Dirigido por Gregório Graziozi, o longa traça um caminho interessante e inventivo quando, ao referenciar um subgênero tão marcado pela escatologia, opta por articular essas ideias de maneira mais refinada. A atmosfera imprime uma sensação constante de desorientação, seja através do excelente trabalho de mixagem de som ou pelos planos de teor surrealista onde o real e o irreal se confundem. O terror é, sobretudo, existencial e dessa forma, sem deformações aparentes ou vísceras expostas, Graziozi desenvolve as angústias e conflitos de Marina.  

A ideia de inimigo interior talvez seja a camada mais superficial e óbvia, mas o antagonismo não se limite a doença da protagonista, mas também, já na segunda metade, na presença de sua ex-companheira de competição, Luísa (Indira Nascimento), contudo é nela que certas imperfeições do longa começam. Uma vez introduzida a problemática, com um primeiro ato bastante didático e bem amarrado, a produção sofre com um segundo ato muito dependente de personagens secundários subaproveitados. É o caso de Luísa, cujas motivações deixam pouca margem para dúvida, todavia as atitudes parecem bater em uma mesma tecla. Thaia Perez e Antônio Pitanga tem personagens menores cujo passado muito tem a dizer, entretanto suas histórias pregressas se limitam em diálogos soltos e a falta de contexto reduz seu potencial. André Guerreiro, que interpreta o marido, é o que melhor se comunica com as relações de gênero que o filme aborda. Sendo ele o médico responsável pelo tratamento de Marina, está na interação entre eles um dos pontos mais relevantes. 

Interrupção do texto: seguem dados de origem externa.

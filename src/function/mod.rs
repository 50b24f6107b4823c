//! The edge functions.
//!
//! Each function is a fixed, stateless transformation of one descriptor. They
//! share the [`EdgeFunction`] contract and nothing else.

mod cache;
mod deeplink;
mod redirect;

pub use cache::NoStoreCache;
pub use deeplink::{rewrite_uri, DeepLinkIndex};
pub use redirect::{redirect_domain, RedirectOutcome, WwwToRootRedirect};

use crate::event::Descriptor;
use crate::log::FunctionLog;
use serde::Serialize;
use std::fmt;

/// Contract implemented by every edge function.
pub trait EdgeFunction: Send + Sync {
    /// Descriptor consumed from the trigger event.
    type Input: Descriptor + fmt::Debug;
    /// Value handed back to the host.
    type Output: Serialize + fmt::Debug;

    /// Function name for logging.
    fn name(&self) -> &'static str;

    /// The logging capability this function writes to.
    fn log(&self) -> &FunctionLog;

    /// Apply the transformation.
    ///
    /// Log output goes to whatever dispatcher is active; callers that want it
    /// routed to [`EdgeFunction::log`] should use [`EdgeFunction::invoke`].
    fn transform(&self, input: Self::Input) -> Result<Self::Output, FunctionError>;

    /// Apply the transformation inside this function's logging scope.
    fn invoke(&self, input: Self::Input) -> Result<Self::Output, FunctionError> {
        self.log().scope(|| self.transform(input))
    }
}

/// Precondition failures raised by a function.
///
/// None of these are recoverable: they mean the host handed over an event
/// that breaks its own contract.
#[derive(Debug, thiserror::Error)]
pub enum FunctionError {
    #[error("Missing required header: {0}")]
    MissingHeader(&'static str),
}
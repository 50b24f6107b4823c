//! CloudFront edge rewrite functions.
//!
//! Three independent, stateless functions run by the CDN per request or
//! response:
//!
//! - `deeplink-index`: append `index.html` to request URIs ending in `/`
//! - `no-store-cache`: force `Cache-Control: no-store` on responses
//! - `www-to-root-redirect`: redirect `www.` hosts to the bare domain
//!
//! ## Example
//!
//! ```
//! use edge_rewrites::{DeepLinkIndex, EdgeHandler, FunctionLog};
//!
//! let handler = EdgeHandler::new(DeepLinkIndex::new(FunctionLog::disabled()));
//! let out = handler
//!     .handle_json(r#"{"Records": [{"cf": {"request": {"uri": "/docs/"}}}]}"#)
//!     .unwrap();
//! assert!(out.contains("/docs/index.html"));
//! ```

pub mod config;
pub mod event;
pub mod function;
pub mod handler;
pub mod log;

pub use config::{EventType, FunctionKind, Phase};
pub use event::{EdgeEvent, HeaderEntry, Headers, Request, Response};
pub use function::{
    DeepLinkIndex, EdgeFunction, FunctionError, NoStoreCache, RedirectOutcome, WwwToRootRedirect,
};
pub use handler::{handler_for, DynHandler, EdgeHandler, HandlerError};
pub use log::FunctionLog;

Importante ressaltar que o refinamento mencionado não é sinônimo de aprimoramento do subgênero. O trunfo quanto a escolha do realizador em direcionar o horror numa perspectiva mais íntima está na perspicácia do mesmo em perceber que essa era a melhor forma de dizer o que tinha a dizer. Sempre bom ressaltar que para além do marketing, não existe gênero “elevado”. Dito isso, “Tinnitus” é excepcional quando voltado para dentro, mas oscila quando se volta para realidade do dia a dia, muitas vezes não conseguindo traduzir ressentimentos em diálogos, se resolvendo melhor nas pausas dramáticas. Por fim, o projeto acerta muito mais do que erra e entrega um resultado bem acima da média.